Mittwoch, den 14.12. 2005

Termin beim Superintendenten. Er befürwortet unseren Bauantrag. Ich schaffe den Bauantrag zum Baupfleger Herrn Müller, dieser nimmt ihn am gleichen Tag mit in das Bezirkskirchenamt (BKA). Wir hatten vereinbart, dass das BKA den Antrag gleich bearbeitet und dann den Antrag per Fax an das LKA schickt.

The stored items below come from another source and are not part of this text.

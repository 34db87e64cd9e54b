//! Expression evaluator
//!
//! A recursive tree walk that resolves variables and functions through a
//! [`SymbolTable`]. Operators coerce their operands to `f64`; arithmetic
//! yields a Double while comparison and logic yield a Long 0/1.
//!
//! Aggregate functions keep one accumulator per call site. Inside a
//! [`GroupEvaluator`] an aggregating expression is [`Emission::Suppressed`]
//! for every member of a group except the last one, which emits the rolled-up
//! value. Plain [`evaluate`] treats each call as a one-row group.

use super::ast::{BinaryOperator, Node, UnaryOperator};
use super::functions::{Accumulator, FunctionKind, FunctionRegistry};
use super::symtable::SymbolTable;
use super::value::Value;
use crate::error::{Error, Result};

/// Outcome of evaluating one row
#[derive(Debug, Clone, PartialEq)]
pub enum Emission {
    /// The row produced an output value
    Emit(Value),
    /// The row was absorbed by an aggregate and produces no output
    Suppressed,
}

/// Evaluate an expression for a single row
pub fn evaluate(node: &Node, symtable: &SymbolTable) -> Result<Value> {
    let mut accumulators = Vec::new();
    let mut walker = Walker {
        accumulators: &mut accumulators,
        last_row: true,
        next_site: 0,
    };
    match walker.eval(node, symtable)? {
        Emission::Emit(v) => Ok(v),
        Emission::Suppressed => Err(Error::exec("expression produced no value")),
    }
}

/// True when any function called by `node` is an aggregate
pub fn is_aggregating(node: &Node, registry: &FunctionRegistry) -> bool {
    node.function_names()
        .into_iter()
        .any(|name| registry.get(name).map_or(false, |f| f.is_aggregate()))
}

/// Stateful evaluator for expressions walked group by group
pub struct GroupEvaluator<'n> {
    node: &'n Node,
    accumulators: Vec<Option<Box<dyn Accumulator>>>,
    last_row: bool,
    aggregating: bool,
}

impl<'n> GroupEvaluator<'n> {
    pub fn new(node: &'n Node, registry: &FunctionRegistry) -> Self {
        Self {
            node,
            accumulators: Vec::new(),
            last_row: false,
            aggregating: is_aggregating(node, registry),
        }
    }

    /// Whether this expression emits once per group rather than once per row
    pub fn is_aggregating(&self) -> bool {
        self.aggregating
    }

    /// Mark the next evaluated row as the final member of its group
    pub fn set_last_row(&mut self, last: bool) {
        self.last_row = last;
    }

    /// Discard accumulated state before starting a new group
    pub fn notify_group_boundary(&mut self) {
        self.accumulators.clear();
        self.last_row = false;
    }

    /// Evaluate the expression for the row bound in `symtable`
    pub fn evaluate_row(&mut self, symtable: &SymbolTable) -> Result<Emission> {
        let mut walker = Walker {
            accumulators: &mut self.accumulators,
            last_row: self.last_row,
            next_site: 0,
        };
        walker.eval(self.node, symtable)
    }
}

struct Walker<'a> {
    accumulators: &'a mut Vec<Option<Box<dyn Accumulator>>>,
    last_row: bool,
    next_site: usize,
}

impl Walker<'_> {
    fn eval(&mut self, node: &Node, symtable: &SymbolTable) -> Result<Emission> {
        match node {
            Node::Literal(v) => Ok(Emission::Emit(v.clone())),

            Node::Variable(name) => symtable
                .lookup_variable(name)
                .map(|v| Emission::Emit(v.clone())),

            Node::FunctionCall { name, args } => {
                let def = *symtable.lookup_function(name)?;
                def.arity.check(name, args.len())?;


                let mut values = Vec::with_capacity(args.len());
                let mut suppressed = false;
                for arg in args {
                    match self.eval(arg, symtable)? {
                        Emission::Emit(v) => values.push(v),
                        Emission::Suppressed => suppressed = true,
                    }
                }

                match def.kind {
                    FunctionKind::Scalar(body) => {
                        if suppressed {
                            Ok(Emission::Suppressed)
                        } else {
                            body(&values).map(Emission::Emit)
                        }
                    }
                    FunctionKind::Aggregate(factory) => {
                        if suppressed {
                            return Err(Error::exec(format!(
                                "aggregate '{}' cannot take an aggregate argument",
                                name
                            )));
                        }
                        let site = self.next_site;
                        self.next_site += 1;
                        if self.accumulators.len() <= site {
                            self.accumulators.resize_with(site + 1, || None);
                        }
                        let acc = self.accumulators[site].get_or_insert_with(factory);
                        acc.update(&values)?;
                        if self.last_row {
                            acc.finish().map(Emission::Emit)
                        } else {
                            Ok(Emission::Suppressed)
                        }
                    }
                }
            }

            Node::BinaryOp { left, op, right } => {
                let l = self.eval(left, symtable)?;
                let r = self.eval(right, symtable)?;
                match (l, r) {
                    (Emission::Emit(l), Emission::Emit(r)) => {
                        apply_binary(*op, &l, &r).map(Emission::Emit)
                    }
                    _ => Ok(Emission::Suppressed),
                }
            }

            Node::UnaryOp { op, expr } => match self.eval(expr, symtable)? {
                Emission::Emit(v) => apply_unary(*op, &v).map(Emission::Emit),
                Emission::Suppressed => Ok(Emission::Suppressed),
            },
        }
    }
}

fn apply_binary(op: BinaryOperator, left: &Value, right: &Value) -> Result<Value> {
    let context = format!("operator {}", op.symbol());
    let l = left.get_double_value(&context)?;
    let r = right.get_double_value(&context)?;

    let value = match op {
        BinaryOperator::Add => Value::Double(l + r),
        BinaryOperator::Sub => Value::Double(l - r),
        BinaryOperator::Mul => Value::Double(l * r),
        BinaryOperator::Div => {
            if r == 0.0 {
                return Err(Error::DivisionByZero);
            }
            Value::Double(l / r)
        }
        BinaryOperator::Mod => {
            let (a, b) = (l as i32, r as i32);
            if b == 0 {
                return Err(Error::DivisionByZero);
            }
            Value::Long(a.wrapping_rem(b) as i64)
        }
        BinaryOperator::Eq => Value::from_bool(l == r),
        BinaryOperator::Neq => Value::from_bool(l != r),
        BinaryOperator::Lt => Value::from_bool(l < r),
        BinaryOperator::Gt => Value::from_bool(l > r),
        BinaryOperator::Lte => Value::from_bool(l <= r),
        BinaryOperator::Gte => Value::from_bool(l >= r),
        BinaryOperator::And => Value::from_bool(l != 0.0 && r != 0.0),
        BinaryOperator::Or => Value::from_bool(l != 0.0 || r != 0.0),
    };
    Ok(value)
}

fn apply_unary(op: UnaryOperator, value: &Value) -> Result<Value> {
    match op {
        UnaryOperator::Not => Ok(Value::from_bool(value.get_double_value("operator NOT")? == 0.0)),
        UnaryOperator::Neg => Ok(Value::Double(-value.get_double_value("operator -")?)),
    }
}

#[cfg(test)]
mod tests {
    use super::*;
    use crate::expr::parser::parse_expression;

    fn eval_text(text: &str) -> Result<Value> {
        let registry = FunctionRegistry::builtin();
        let table = SymbolTable::new(&registry, 0);
        evaluate(&parse_expression(text)?, &table)
    }

    #[test]
    fn test_literal_round_trip() {
        for d in [0.0, -1.25, 1e300, f64::MIN_POSITIVE] {
            let table = SymbolTable::new(&FunctionRegistry::new(), 0);
            let v = evaluate(&Node::Literal(Value::Double(d)), &table).unwrap();
            assert_eq!(v, Value::Double(d));
        }
        for l in [0, -7, i64::MAX, i64::MIN] {
            let table = SymbolTable::new(&FunctionRegistry::new(), 0);
            let v = evaluate(&Node::Literal(Value::Long(l)), &table).unwrap();
            assert_eq!(v, Value::Long(l));
        }
    }

    #[test]
    fn test_arithmetic_coercion() {
        assert_eq!(eval_text("2 + 3.0").unwrap(), Value::Double(5.0));
        assert_eq!(eval_text("2 + 3").unwrap(), Value::Double(5.0));
        assert_eq!(eval_text("7 = 7").unwrap(), Value::Long(1));
        assert_eq!(eval_text("5 MOD 3").unwrap(), Value::Long(2));
        assert_eq!(eval_text("7.9 % 2.2").unwrap(), Value::Long(1));
        assert_eq!(eval_text("1 AND 0").unwrap(), Value::Long(0));
        assert_eq!(eval_text("NOT 0 OR 0").unwrap(), Value::Long(1));
        assert_eq!(eval_text("-(1 + 1)").unwrap(), Value::Double(-2.0));
        assert_eq!(eval_text("-(2)").unwrap(), Value::Long(-2));
    }

    #[test]
    fn test_operator_errors() {
        assert!(matches!(eval_text("1 / 0"), Err(Error::DivisionByZero)));
        assert!(matches!(eval_text("1 MOD 0"), Err(Error::DivisionByZero)));
        assert!(matches!(
            eval_text("'a' + 1"),
            Err(Error::ArgType { .. })
        ));
    }

    #[test]
    fn test_unknown_symbols() {
        assert!(matches!(eval_text("x + 1"), Err(Error::UnknownSymbol(_))));
        assert!(matches!(eval_text("nope(1)"), Err(Error::UnknownSymbol(_))));
    }

    #[test]
    fn test_arity_enforcement() {
        assert!(matches!(eval_text("oph_id(1)"), Err(Error::ArgCount { .. })));
        assert!(matches!(
            eval_text("oph_id(1, 2, 3)"),
            Err(Error::ArgCount { .. })
        ));
        assert_eq!(eval_text("oph_id(5, 2)").unwrap(), Value::Long(3));
        assert!(matches!(
            eval_text("oph_id_to_index(1)"),
            Err(Error::ArgCount { .. })
        ));
        assert!(eval_text("oph_id_to_index(1, 2)").is_ok());
        assert!(eval_text("oph_id_to_index(1, 2, 3)").is_ok());
    }

    #[test]
    fn test_variables_resolve_through_table() {
        let registry = FunctionRegistry::builtin();
        let mut table = SymbolTable::new(&registry, 2);
        table.add_double("f.v", 20.0).unwrap();
        table.add_long("?1", 15).unwrap();
        let node = parse_expression("f.v > ?1").unwrap();
        assert_eq!(evaluate(&node, &table).unwrap(), Value::Long(1));
    }

    #[test]
    fn test_group_evaluator_suppresses_until_last_row() {
        let registry = FunctionRegistry::builtin();
        let node = parse_expression("oph_sum(v) * 2").unwrap();
        let mut eval = GroupEvaluator::new(&node, &registry);
        assert!(eval.is_aggregating());

        let mut outputs = Vec::new();
        for group in [vec![1.0, 2.0], vec![10.0]] {
            eval.notify_group_boundary();
            for (i, v) in group.iter().enumerate() {
                let mut table = SymbolTable::new(&registry, 1);
                table.add_double("v", *v).unwrap();
                eval.set_last_row(i + 1 == group.len());
                outputs.push(eval.evaluate_row(&table).unwrap());
            }
        }

        assert_eq!(
            outputs,
            vec![
                Emission::Suppressed,
                Emission::Emit(Value::Double(6.0)),
                Emission::Emit(Value::Double(20.0)),
            ]
        );
    }

    #[test]
    fn test_scalar_expression_emits_every_row() {
        let registry = FunctionRegistry::builtin();
        let node = parse_expression("oph_id(id, 2)").unwrap();
        let mut eval = GroupEvaluator::new(&node, &registry);
        assert!(!eval.is_aggregating());

        let mut table = SymbolTable::new(&registry, 1);
        table.add_long("id", 3).unwrap();
        eval.set_last_row(false);
        assert_eq!(
            eval.evaluate_row(&table).unwrap(),
            Emission::Emit(Value::Long(2))
        );
    }

    #[test]
    fn test_aggregate_sites_accumulate_separately() {
        let registry = FunctionRegistry::builtin();
        let node = parse_expression("oph_max(v) - oph_min(v) + oph_count(v)").unwrap();
        let mut eval = GroupEvaluator::new(&node, &registry);
        eval.notify_group_boundary();

        let values = [3.0, 1.0, 7.0];
        let mut last = Emission::Suppressed;
        for (i, v) in values.iter().enumerate() {
            let mut table = SymbolTable::new(&registry, 1);
            table.add_double("v", *v).unwrap();
            eval.set_last_row(i + 1 == values.len());
            last = eval.evaluate_row(&table).unwrap();
        }
        assert_eq!(last, Emission::Emit(Value::Double(9.0)));
    }

    #[test]
    fn test_nested_aggregate_is_rejected() {
        let registry = FunctionRegistry::builtin();
        let node = parse_expression("oph_sum(oph_max(v))").unwrap();
        let mut eval = GroupEvaluator::new(&node, &registry);
        let mut table = SymbolTable::new(&registry, 1);
        table.add_double("v", 1.0).unwrap();
        eval.set_last_row(false);
        assert!(eval.evaluate_row(&table).is_err());
    }
}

Am Nachmittag rief mich Herr Leistner an und teilte mit, dass er (zufällig) am nächsten Tag ins LKA muss und den Antrag mitnimmt

am Montag, den 19.12.2005 beratschlagt das LKA über unseren Antrag und die Beihilfe.  Das LKA gibt dem BKA grünes Licht zur Unterzeichnung des Fördermittelantrages
Losung: "Der HERR ist mit mir, darum fürchte ich mich nicht; was können mir Menschen tun?" PS 118,6 / Lehrtext: "Es sprach aber der Herr durch eine Erscheinung in der Nacht zu Paulus: Fürchte dich nicht, sondern rede und schweige nicht! Denn ich bin mit dir, und niemand soll sich unterstehen, dir zu schaden; denn ich habe ein großes Volk in dieser Stadt." Apg 18,9f

Dienstag 20.12 2005

A. Müller geht in das Regierungspräsidium und gibt den Antrag auf Fördermittel ab (letzt möglicher Termin vor Weihnachten
Losung: "Weise mir, HERR, deinen Weg, dass ich wandle in deiner Wahrheit; erhalte mein Herz bei dem einen, dass ich deinen Namen fürchte." PS 86,11
Lehrtext: "Und alle, vor die es kam, wunderten sich über das, was ihnen die Hirten gesagt hatten. Maria aber behielt alle diese Worte und bewegte sie in ihrem Herzen." Luk 2,18f

Die Bausumme wird ca. 250.000 Euro betragen. Einen Teil davon werden wir von der Landeskirche als Beihilfe erhalten. Einen Teil davon hoffen wir durch Fördermittel decken zu können. Und einen Teil müssen wir mit eigenen Mitteln bestreiten.